**PROBLEM STATEMENT**: Check each line of the data for "offset", and copy the ones that have it.

··· DATA SUPPLIED

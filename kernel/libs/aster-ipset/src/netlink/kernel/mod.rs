// SPDX-License-Identifier: MPL-2.0

//! The kernel side of the control protocol,
//! which is responsible for handling requests from user space.

use super::{
    dump::DumpCursor,
    segment::{ErrorSegment, IpsetSegment, SegHdrCommonFlags},
    IpsetCmd,
};
use crate::{prelude::*, set_type::IPSET_PROTOCOL, IpSetCore};

mod admin;
mod adt;
mod query;

/// The credentials of the sender of a request.
#[derive(Debug, Clone, Copy)]
pub struct RequestCtx {
    /// Whether the sender has `CAP_NET_ADMIN`.
    pub net_admin: bool,
}

impl RequestCtx {
    pub const fn privileged() -> Self {
        Self { net_admin: true }
    }
}

/// What a request produced.
#[derive(Debug)]
pub enum Response {
    /// The reply messages, ending with the acknowledgement if there is one.
    Messages(Vec<Vec<u8>>),
    /// A dump, whose messages are produced by [`IpSetCore::dump_step`].
    Dump(DumpCursor),
}

enum Handled {
    Replies(Vec<Vec<u8>>),
    Dump(DumpCursor),
}

pub(crate) fn handle_request(
    core: &IpSetCore,
    request: &mut IpsetSegment,
    ctx: &RequestCtx,
) -> Response {
    debug!("ipset request: {:?}", request.cmd());

    match dispatch(core, request, ctx) {
        Ok(Handled::Replies(mut replies)) => {
            if request.flags().contains(SegHdrCommonFlags::ACK) {
                replies.push(ErrorSegment::new_from_request(request, None).to_bytes());
            }
            Response::Messages(replies)
        }
        Ok(Handled::Dump(cursor)) => Response::Dump(cursor),
        Err(error) => {
            debug!("ipset request {:?} failed: {}", request.cmd(), error);
            let err_segment = ErrorSegment::new_from_request(request, Some(error));
            Response::Messages(vec![err_segment.to_bytes()])
        }
    }
}

/// Starts a dump without going through the reply queue of a socket.
pub(crate) fn start_dump(
    core: &IpSetCore,
    request: &IpsetSegment,
    ctx: &RequestCtx,
) -> Result<DumpCursor> {
    check_request(request, ctx)?;
    if !request.cmd().is_dump() {
        return_errno_with_message!(Errno::EINVAL, "the command is not a dump");
    }
    DumpCursor::new(core.table(), request)
}

fn dispatch(core: &IpSetCore, request: &mut IpsetSegment, ctx: &RequestCtx) -> Result<Handled> {
    check_request(request, ctx)?;

    let reply = match request.cmd() {
        IpsetCmd::PROTOCOL => Some(query::do_protocol(core, request)?),
        IpsetCmd::CREATE => admin::do_create(core, request).map(|_| None)?,
        IpsetCmd::DESTROY => admin::do_destroy(core, request).map(|_| None)?,
        IpsetCmd::FLUSH => admin::do_flush(core, request).map(|_| None)?,
        IpsetCmd::RENAME => admin::do_rename(core, request).map(|_| None)?,
        IpsetCmd::SWAP => admin::do_swap(core, request).map(|_| None)?,
        IpsetCmd::LIST | IpsetCmd::SAVE => {
            let cursor = DumpCursor::new(core.table(), request)?;
            return Ok(Handled::Dump(cursor));
        }
        IpsetCmd::ADD | IpsetCmd::DEL => adt::do_add_del(core, request).map(|_| None)?,
        IpsetCmd::TEST => adt::do_test(core, request).map(|_| None)?,
        IpsetCmd::HEADER => Some(query::do_header(core, request)?),
        IpsetCmd::TYPE => Some(query::do_type(core, request)?),
    };

    Ok(Handled::Replies(reply.into_iter().collect()))
}

fn check_request(request: &IpsetSegment, ctx: &RequestCtx) -> Result<()> {
    if !ctx.net_admin {
        return_errno_with_message!(Errno::EPERM, "CAP_NET_ADMIN is required");
    }
    check_protocol(request)
}

fn check_protocol(request: &IpsetSegment) -> Result<()> {
    match request.protocol() {
        Some(IPSET_PROTOCOL) => Ok(()),
        Some(protocol) => {
            warn!(
                "ipset request with protocol {} (want {})",
                protocol, IPSET_PROTOCOL
            );
            return_errno_with_message!(Errno::IPSET_ERR_PROTOCOL, "wrong protocol version")
        }
        None => return_errno_with_message!(Errno::IPSET_ERR_PROTOCOL, "the protocol is missing"),
    }
}

/// Returns the `IPSET_ATTR_SETNAME` attribute, which the command requires.
fn required_setname(request: &IpsetSegment) -> Result<&str> {
    match request.setname() {
        Some(name) => Ok(name.as_str()),
        None => return_errno_with_message!(Errno::IPSET_ERR_PROTOCOL, "the set name is missing"),
    }
}
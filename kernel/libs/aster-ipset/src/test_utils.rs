// SPDX-License-Identifier: MPL-2.0

//! Helpers shared by the unit tests.

use std::net::IpAddr;

use crate::{
    config::IpSetConfig,
    family::{NfProto, SetName},
    netlink::{
        AttrWriter, IpsetAttrClass, IpsetCmd, IpsetSegment, NlSegment, ReplyWriter, RequestCtx,
        Response, SegHdrCommonFlags,
    },
    packet::{DimFlags, PacketInfo},
    registry::TypeRegistry,
    set_type::IPSET_PROTOCOL,
    table::{CreateRequest, SetId, SetTable},
    IpSetCore,
};

pub(crate) fn ip(addr: &str) -> IpAddr {
    addr.parse().unwrap()
}

/// A TCP packet from and to `addr`.
pub(crate) fn packet(addr: &str) -> PacketInfo {
    PacketInfo {
        src: ip(addr),
        dst: ip(addr),
        proto: 6,
        sport: 1024,
        dport: 80,
        src_mac: None,
    }
}

pub(crate) fn create_hash_ip(table: &SetTable, registry: &TypeRegistry, name: &str) -> SetId {
    table
        .create(
            registry,
            &CreateRequest {
                name: SetName::new(name).unwrap(),
                typename: "hash:ip",
                family: NfProto::Ipv4,
                revision: 0,
                data: &[],
                exist_ok: false,
            },
        )
        .unwrap()
}

pub(crate) fn ip_add(table: &SetTable, id: SetId, addr: &str) {
    table
        .add(id, &packet(addr), NfProto::Ipv4, 1, DimFlags::ONE_SRC)
        .unwrap();
}

pub(crate) fn ip_test(table: &SetTable, id: SetId, addr: &str) -> bool {
    table.test(id, &packet(addr), NfProto::Ipv4, 1, DimFlags::ONE_SRC)
}

/// Returns the error code of a reply, or returns `None` for other messages.
pub(crate) fn error_code(msg: &[u8]) -> Option<i32> {
    match NlSegment::read_all(msg).ok()?.into_iter().next()? {
        NlSegment::Error(err) => Some(err.error()),
        _ => None,
    }
}

pub(crate) const ACK: u16 = 0x4;
pub(crate) const EXCL: u16 = 0x200;

pub(crate) fn core() -> IpSetCore {
    IpSetCore::default()
}

pub(crate) fn core_with_config(config: IpSetConfig) -> IpSetCore {
    IpSetCore::new(config)
}

/// Encodes a request the way user space does.
pub(crate) fn request(cmd: IpsetCmd, flags: u16, build: impl FnOnce(&mut AttrWriter)) -> Vec<u8> {
    let mut writer = ReplyWriter::new(4096, cmd, SegHdrCommonFlags::empty(), 7, 42).unwrap();
    build(writer.attrs());
    let mut bytes = writer.finish();
    let flags = flags | SegHdrCommonFlags::REQUEST.bits();
    bytes[6..8].copy_from_slice(&flags.to_ne_bytes());
    bytes
}

pub(crate) fn parse_request(bytes: &[u8]) -> IpsetSegment {
    match NlSegment::read_all(bytes).unwrap().remove(0) {
        NlSegment::Ipset(segment) => segment,
        other => panic!("unexpected segment {:?}", other),
    }
}

/// Handles a request that is not a dump and returns its replies.
pub(crate) fn messages(core: &IpSetCore, bytes: &[u8]) -> Vec<Vec<u8>> {
    let mut request = parse_request(bytes);
    match core.handle_request(&mut request, &RequestCtx::privileged()) {
        Response::Messages(messages) => messages,
        Response::Dump(_) => panic!("unexpected dump"),
    }
}

pub(crate) fn put_protocol(attrs: &mut AttrWriter) {
    attrs
        .put_u8(IpsetAttrClass::PROTOCOL as u16, IPSET_PROTOCOL)
        .unwrap();
}

pub(crate) fn put_setname(attrs: &mut AttrWriter, name: &str) {
    attrs.put_string(IpsetAttrClass::SETNAME as u16, name).unwrap();
}

pub(crate) fn put_typename(attrs: &mut AttrWriter, name: &str) {
    attrs.put_string(IpsetAttrClass::TYPENAME as u16, name).unwrap();
}

pub(crate) fn put_family(attrs: &mut AttrWriter, family: u8) {
    attrs.put_u8(IpsetAttrClass::FAMILY as u16, family).unwrap();
}

/// Writes an IPv4 create request of set `name`.
pub(crate) fn put_create(attrs: &mut AttrWriter, name: &str, typename: &str) {
    put_create_with(attrs, name, typename, |_| {});
}

pub(crate) fn put_create_with(
    attrs: &mut AttrWriter,
    name: &str,
    typename: &str,
    data: impl FnOnce(&mut AttrWriter),
) {
    put_protocol(attrs);
    put_setname(attrs, name);
    put_typename(attrs, typename);
    attrs.put_u8(IpsetAttrClass::REVISION as u16, 0).unwrap();
    put_family(attrs, NfProto::Ipv4 as u8);

    let mark = attrs.nest_start(IpsetAttrClass::DATA as u16).unwrap();
    data(attrs);
    attrs.nest_end(mark);
}
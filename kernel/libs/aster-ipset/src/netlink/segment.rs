// SPDX-License-Identifier: MPL-2.0

//! Netlink segments of the control protocol.
//!
//! Every ipset segment is laid out as follows:
//!
//! ┌────────────┬───────────┬────────────┐
//! │ CMsgSegHdr │ CNfGenMsg │ Attributes │
//! └────────────┴───────────┴────────────┘

use align_ext::AlignExt;
use zerocopy::{FromBytes, Immutable, IntoBytes, KnownLayout};

use super::{
    attr::{Attribute, AttrWriter, CAttrHeader, IpsetAttr, IpsetAttrClass, RawAttr, ATTR_HEADER_LEN},
    IpsetCmd, NFNETLINK_V0, NLMSG_ALIGN,
};
use crate::{
    family::{NfProto, SetName},
    prelude::*,
    util::{BoundedWriter, SliceReader},
};

/// Netlink segment header.
///
/// Reference: <https://elixir.bootlin.com/linux/v6.13/source/include/uapi/linux/netlink.h#L52>.
#[derive(Debug, Clone, Copy, FromBytes, IntoBytes, Immutable, KnownLayout)]
#[repr(C)]
pub struct CMsgSegHdr {
    /// Length of the segment, including the header
    pub len: u32,
    /// Type of the segment
    pub type_: u16,
    /// Flags
    pub flags: u16,
    /// Sequence number
    pub seq: u32,
    /// Sending process port ID
    pub pid: u32,
}

pub(crate) const SEG_HEADER_LEN: usize = size_of::<CMsgSegHdr>();

/// The nfnetlink message body.
///
/// Reference: <https://elixir.bootlin.com/linux/v6.13/source/include/uapi/linux/netfilter/nfnetlink.h#L31>.
#[derive(Debug, Clone, Copy, FromBytes, IntoBytes, Immutable, KnownLayout)]
#[repr(C)]
pub struct CNfGenMsg {
    /// Address family
    pub family: u8,
    /// nfnetlink version
    pub version: u8,
    /// Resource ID, in network byte order
    pub res_id: u16,
}

const NFGEN_MSG_LEN: usize = size_of::<CNfGenMsg>();

#[repr(u16)]
#[derive(Debug, Clone, Copy, PartialEq, Eq, TryFromInt)]
#[expect(clippy::upper_case_acronyms)]
pub enum CSegmentType {
    NOOP = 1,
    ERROR = 2,
    DONE = 3,
    OVERRUN = 4,
}

bitflags! {
    /// Common flags used in [`CMsgSegHdr`].
    ///
    /// Reference: <https://elixir.bootlin.com/linux/v6.13/source/include/uapi/linux/netlink.h#L62>.
    pub struct SegHdrCommonFlags: u16 {
        /// Indicates a request message
        const REQUEST = 0x01;
        /// Multipart message, terminated by NLMSG_DONE
        const MULTI = 0x02;
        /// Reply with an acknowledgment, with zero or an error code
        const ACK = 0x04;
        /// Echo this request
        const ECHO = 0x08;
        /// Dump was inconsistent due to sequence change
        const DUMP_INTR = 0x10;
        /// Dump was filtered as requested
        const DUMP_FILTERED = 0x20;
    }
}

bitflags! {
    /// Modifiers for NEW requests.
    ///
    /// Reference: <https://elixir.bootlin.com/linux/v6.13/source/include/uapi/linux/netlink.h#L78>.
    pub struct NewRequestFlags: u16 {
        /// Override existing
        const REPLACE = 0x100;
        /// Do not touch, if it exists
        const EXCL = 0x200;
        /// Create, if it does not exist
        const CREATE = 0x400;
        /// Add to end of list
        const APPEND = 0x800;
    }
}

/// A request or reply of the ipset subsystem.
#[derive(Debug, Clone)]
pub struct IpsetSegment {
    header: CMsgSegHdr,
    body: CNfGenMsg,
    cmd: IpsetCmd,
    attrs: Vec<IpsetAttr>,
    /// The segment as received, echoed back by error acknowledgements.
    raw: Vec<u8>,
}

impl IpsetSegment {
    /// Reads the segment whose header has already been consumed.
    pub(crate) fn read_from(header: CMsgSegHdr, reader: &mut SliceReader) -> Result<Self> {
        let start = reader.pos();
        let cmd = IpsetCmd::from_segment_type(header.type_)?;
        let payload = reader.read_bytes(payload_len(&header)?)?;

        let mut raw = Vec::with_capacity(header.len as usize);
        raw.extend_from_slice(header.as_bytes());
        raw.extend_from_slice(payload);

        let mut payload_reader = SliceReader::new(payload);
        let body = payload_reader.read_val::<CNfGenMsg>().map_err(|_| {
            Error::with_message(Errno::IPSET_ERR_PROTOCOL, "the nfnetlink header is missing")
        })?;
        let attrs = IpsetAttr::read_all_from(&mut payload_reader)?;

        skip_padding(reader, reader.pos() - start);

        Ok(Self {
            header,
            body,
            cmd,
            attrs,
            raw,
        })
    }

    pub fn header(&self) -> &CMsgSegHdr {
        &self.header
    }

    pub fn body(&self) -> &CNfGenMsg {
        &self.body
    }

    pub fn cmd(&self) -> IpsetCmd {
        self.cmd
    }

    pub fn attrs(&self) -> &[IpsetAttr] {
        &self.attrs
    }

    pub fn as_bytes(&self) -> &[u8] {
        &self.raw
    }

    pub fn flags(&self) -> SegHdrCommonFlags {
        SegHdrCommonFlags::from_bits_truncate(self.header.flags)
    }

    /// Returns whether an existing object should be silently accepted.
    ///
    /// User space asks for exclusivity with `NLM_F_EXCL`;
    /// without it, the exist flag is set.
    pub fn exist_ok(&self) -> bool {
        !NewRequestFlags::from_bits_truncate(self.header.flags).contains(NewRequestFlags::EXCL)
    }

    pub fn protocol(&self) -> Option<u8> {
        self.attrs.iter().find_map(|attr| match attr {
            IpsetAttr::Protocol(protocol) => Some(*protocol),
            _ => None,
        })
    }

    pub fn setname(&self) -> Option<&SetName> {
        self.attrs.iter().find_map(|attr| match attr {
            IpsetAttr::SetName(name) => Some(name),
            _ => None,
        })
    }

    /// Returns the type name, which is also the second set name of rename and swap.
    pub fn typename(&self) -> Option<&SetName> {
        self.attrs.iter().find_map(|attr| match attr {
            IpsetAttr::TypeName(name) => Some(name),
            _ => None,
        })
    }

    pub fn revision(&self) -> Option<u8> {
        self.attrs.iter().find_map(|attr| match attr {
            IpsetAttr::Revision(revision) => Some(*revision),
            _ => None,
        })
    }

    pub fn family(&self) -> Option<u8> {
        self.attrs.iter().find_map(|attr| match attr {
            IpsetAttr::Family(family) => Some(*family),
            _ => None,
        })
    }

    pub fn revision_min(&self) -> Option<u8> {
        self.attrs.iter().find_map(|attr| match attr {
            IpsetAttr::RevisionMin(revision) => Some(*revision),
            _ => None,
        })
    }

    pub fn data(&self) -> Option<&RawAttr> {
        self.attrs.iter().find_map(|attr| match attr {
            IpsetAttr::Data(data) => Some(data),
            _ => None,
        })
    }

    pub fn adt(&self) -> Option<&RawAttr> {
        self.attrs.iter().find_map(|attr| match attr {
            IpsetAttr::Adt(adt) => Some(adt),
            _ => None,
        })
    }

    pub fn lineno(&self) -> Option<u32> {
        self.attrs.iter().find_map(|attr| match attr {
            IpsetAttr::LineNo(lineno) => Some(*lineno),
            _ => None,
        })
    }

    /// Writes the failing line number into the `LINENO` attribute of the request,
    /// so that the error acknowledgement carries it back.
    pub(crate) fn patch_lineno(&mut self, lineno: u32) {
        for attr in self.attrs.iter_mut() {
            if let IpsetAttr::LineNo(old) = attr {
                *old = lineno;
            }
        }

        let mut reader = SliceReader::new(&self.raw[SEG_HEADER_LEN + NFGEN_MSG_LEN..]);
        while reader.remain() >= ATTR_HEADER_LEN {
            let Ok(header) = CAttrHeader::read_from(&mut reader) else {
                return;
            };
            if header.type_() == IpsetAttrClass::LINENO as u16 && header.payload_len() == 4 {
                let offset = SEG_HEADER_LEN + NFGEN_MSG_LEN + reader.pos();
                self.raw[offset..offset + 4].copy_from_slice(lineno.as_bytes());
                return;
            }
            reader.skip_some(header.payload_len().align_up(NLMSG_ALIGN));
        }
    }
}

/// An error or acknowledgement segment.
///
/// Reference: <https://elixir.bootlin.com/linux/v6.13/source/include/uapi/linux/netlink.h#L119>.
#[derive(Debug, Clone)]
pub struct ErrorSegment {
    header: CMsgSegHdr,
    /// Zero, or the negated error code
    error: i32,
    /// The offending request; only its header for acknowledgements
    request: Vec<u8>,
}

impl ErrorSegment {
    pub fn new_from_request(request: &IpsetSegment, error: Option<Error>) -> Self {
        Self::new_from_raw(request.header(), request.as_bytes(), error)
    }

    /// Builds the reply to a request that may not have been decoded.
    ///
    /// `raw` is the request as received, starting with its header.
    pub(crate) fn new_from_raw(
        request_header: &CMsgSegHdr,
        raw: &[u8],
        error: Option<Error>,
    ) -> Self {
        let header_len = SEG_HEADER_LEN.min(raw.len());
        let (error, echoed) = match error {
            Some(error) => (-error.code(), raw),
            None => (0, &raw[..header_len]),
        };

        let header = CMsgSegHdr {
            len: (SEG_HEADER_LEN + size_of::<i32>() + echoed.len()) as u32,
            type_: CSegmentType::ERROR as u16,
            flags: 0,
            seq: request_header.seq,
            pid: request_header.pid,
        };

        Self {
            header,
            error,
            request: echoed.to_vec(),
        }
    }

    pub fn header(&self) -> &CMsgSegHdr {
        &self.header
    }

    /// Returns zero or the negated error code.
    pub fn error(&self) -> i32 {
        self.error
    }

    /// Returns the echoed request.
    pub fn request(&self) -> &[u8] {
        &self.request
    }

    pub fn to_bytes(&self) -> Vec<u8> {
        let mut bytes = Vec::with_capacity((self.header.len as usize).align_up(NLMSG_ALIGN));
        bytes.extend_from_slice(self.header.as_bytes());
        bytes.extend_from_slice(self.error.as_bytes());
        bytes.extend_from_slice(&self.request);
        bytes.resize(bytes.len().align_up(NLMSG_ALIGN), 0);
        bytes
    }
}

/// Builds the `NLMSG_DONE` segment that terminates a dump.
///
/// `error` is zero, or the negated code of the error that aborted the dump.
pub(crate) fn done_segment(seq: u32, pid: u32, error: i32) -> Vec<u8> {
    let header = CMsgSegHdr {
        len: (SEG_HEADER_LEN + size_of::<i32>()) as u32,
        type_: CSegmentType::DONE as u16,
        flags: SegHdrCommonFlags::MULTI.bits(),
        seq,
        pid,
    };

    let mut bytes = Vec::with_capacity(header.len as usize);
    bytes.extend_from_slice(header.as_bytes());
    bytes.extend_from_slice(error.as_bytes());
    bytes
}

/// Encodes one ipset reply segment.
#[derive(Debug)]
pub struct ReplyWriter {
    attrs: AttrWriter,
}

impl ReplyWriter {
    /// Starts a reply carrying `cmd`, limited to `limit` bytes in total.
    pub fn new(
        limit: usize,
        cmd: IpsetCmd,
        flags: SegHdrCommonFlags,
        seq: u32,
        pid: u32,
    ) -> Result<Self> {
        let header = CMsgSegHdr {
            len: 0,
            type_: cmd.segment_type(),
            flags: flags.bits(),
            seq,
            pid,
        };
        // User space does not interpret the family of replies.
        let body = CNfGenMsg {
            family: NfProto::Ipv4 as u8,
            version: NFNETLINK_V0,
            res_id: 0,
        };

        let mut buf = BoundedWriter::new(limit);
        buf.write_val(&header)?;
        buf.write_val(&body)?;

        Ok(Self {
            attrs: AttrWriter::new(buf),
        })
    }

    pub fn attrs(&mut self) -> &mut AttrWriter {
        &mut self.attrs
    }

    /// Returns whether no attribute has been written yet.
    pub fn is_empty(&self) -> bool {
        self.attrs.len() == SEG_HEADER_LEN + NFGEN_MSG_LEN
    }

    pub fn finish(self) -> Vec<u8> {
        let mut buf = self.attrs.into_inner();
        let len = buf.len() as u32;
        buf.patch_val(0, &len);
        buf.into_vec()
    }
}

/// Any segment received by the user-space side of the protocol.
#[derive(Debug, Clone)]
pub enum NlSegment {
    Ipset(IpsetSegment),
    Error(ErrorSegment),
    /// The end of a dump, with zero or the negated error that aborted it.
    Done(CMsgSegHdr, i32),
}

impl NlSegment {
    /// Reads all segments of a message.
    pub fn read_all(bytes: &[u8]) -> Result<Vec<Self>> {
        let mut reader = SliceReader::new(bytes);
        let mut res = Vec::new();

        while reader.remain() >= SEG_HEADER_LEN {
            let header = reader.read_val::<CMsgSegHdr>()?;
            res.push(Self::read_from(header, &mut reader)?);
        }

        Ok(res)
    }

    fn read_from(header: CMsgSegHdr, reader: &mut SliceReader) -> Result<Self> {
        match CSegmentType::try_from(header.type_) {
            Ok(CSegmentType::ERROR) => {
                let start = reader.pos();
                let payload = reader.read_bytes(payload_len(&header)?)?;
                let mut payload_reader = SliceReader::new(payload);
                let error = payload_reader.read_val::<i32>()?;
                let request = payload_reader.read_bytes(payload_reader.remain())?.to_vec();
                skip_padding(reader, reader.pos() - start);
                Ok(Self::Error(ErrorSegment {
                    header,
                    error,
                    request,
                }))
            }
            Ok(CSegmentType::DONE) => {
                let start = reader.pos();
                let payload = reader.read_bytes(payload_len(&header)?)?;
                let error = SliceReader::new(payload).read_val::<i32>().unwrap_or(0);
                skip_padding(reader, reader.pos() - start);
                Ok(Self::Done(header, error))
            }
            _ => Ok(Self::Ipset(IpsetSegment::read_from(header, reader)?)),
        }
    }
}

fn payload_len(header: &CMsgSegHdr) -> Result<usize> {
    let Some(payload_len) = (header.len as usize).checked_sub(SEG_HEADER_LEN) else {
        return_errno_with_message!(Errno::EINVAL, "the segment length is too small");
    };
    Ok(payload_len)
}

fn skip_padding(reader: &mut SliceReader, consumed: usize) {
    let padding_len = consumed.align_up(NLMSG_ALIGN) - consumed;
    reader.skip_some(padding_len);
}
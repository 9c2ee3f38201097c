// SPDX-License-Identifier: MPL-2.0

//! The set types shipped with the engine.

use crate::{prelude::*, registry::TypeLoader, registry::TypeRegistry, set_type::SetType};

pub mod hash_ip;
pub mod list_set;

/// Errors private to the hash types.
///
/// Reference: <https://elixir.bootlin.com/linux/v6.13/source/include/uapi/linux/netfilter/ipset/ip_set_hash.h#L13>.
#[derive(Debug, Clone, Copy, PartialEq, Eq)]
#[repr(u8)]
pub enum HashError {
    Full = 0,
    Elem = 1,
    InvalidProto = 2,
    MissingProto = 3,
    RangeUnsupported = 4,
    Range = 5,
}

impl From<HashError> for Error {
    fn from(err: HashError) -> Self {
        let msg = match err {
            HashError::Full => "the hash is full",
            HashError::Elem => "invalid element",
            HashError::InvalidProto => "invalid protocol",
            HashError::MissingProto => "missing protocol",
            HashError::RangeUnsupported => "ranges are not supported",
            HashError::Range => "invalid range",
        };
        Error::type_specific(err as u8, msg)
    }
}

/// Registers the built-in types when they are first asked for.
#[derive(Debug, Default)]
pub struct BuiltinTypeLoader;

impl BuiltinTypeLoader {
    fn set_type(name: &str) -> Option<SetType> {
        match name {
            hash_ip::TYPE_NAME => Some(hash_ip::set_type()),
            list_set::TYPE_NAME => Some(list_set::set_type()),
            _ => None,
        }
    }
}

impl TypeLoader for BuiltinTypeLoader {
    fn load(&self, registry: &TypeRegistry, name: &str) {
        let Some(set_type) = Self::set_type(name) else {
            return;
        };

        match registry.register(Arc::new(set_type)) {
            Ok(()) => info!("ip_set: loaded type {}", name),
            // Lost a race against a concurrent load.
            Err(err) if err.error() == Errno::EEXIST => {}
            Err(err) => warn!("ip_set: cannot load type {}: {}", name, err),
        }
    }
}

#[cfg(test)]
mod test {
    use super::*;
    use crate::family::NfProto;

    #[test]
    fn loads_only_known_types() {
        let registry = TypeRegistry::new(Some(Box::new(BuiltinTypeLoader)));
        assert!(registry.lookup("list:set", NfProto::Ipv4, 0).is_none());
        assert!(registry.lookup_or_load("list:set", NfProto::Ipv4, 0).is_some());
        assert!(registry.lookup_or_load("hash:ip", NfProto::Ipv6, 0).is_some());
        assert!(registry.lookup_or_load("bitmap:ip", NfProto::Ipv4, 0).is_none());

        // Loading twice is harmless.
        BuiltinTypeLoader.load(&registry, "hash:ip");
        assert_eq!(registry.query_revision_range("hash:ip", NfProto::Ipv4), Some((0, 0)));
    }

    #[test]
    fn hash_error_codes() {
        let err: Error = HashError::RangeUnsupported.into();
        assert_eq!(err.code(), Errno::IPSET_ERR_TYPE_SPECIFIC as i32 + 4);
    }
}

······

**SOLUTION FOR THIS TASK**:
                let offset = SEG_HEADER_LEN + NFGEN_MSG_LEN + reader.pos();
                self.raw[offset..offset + 4].copy_from_slice(lineno.as_bytes());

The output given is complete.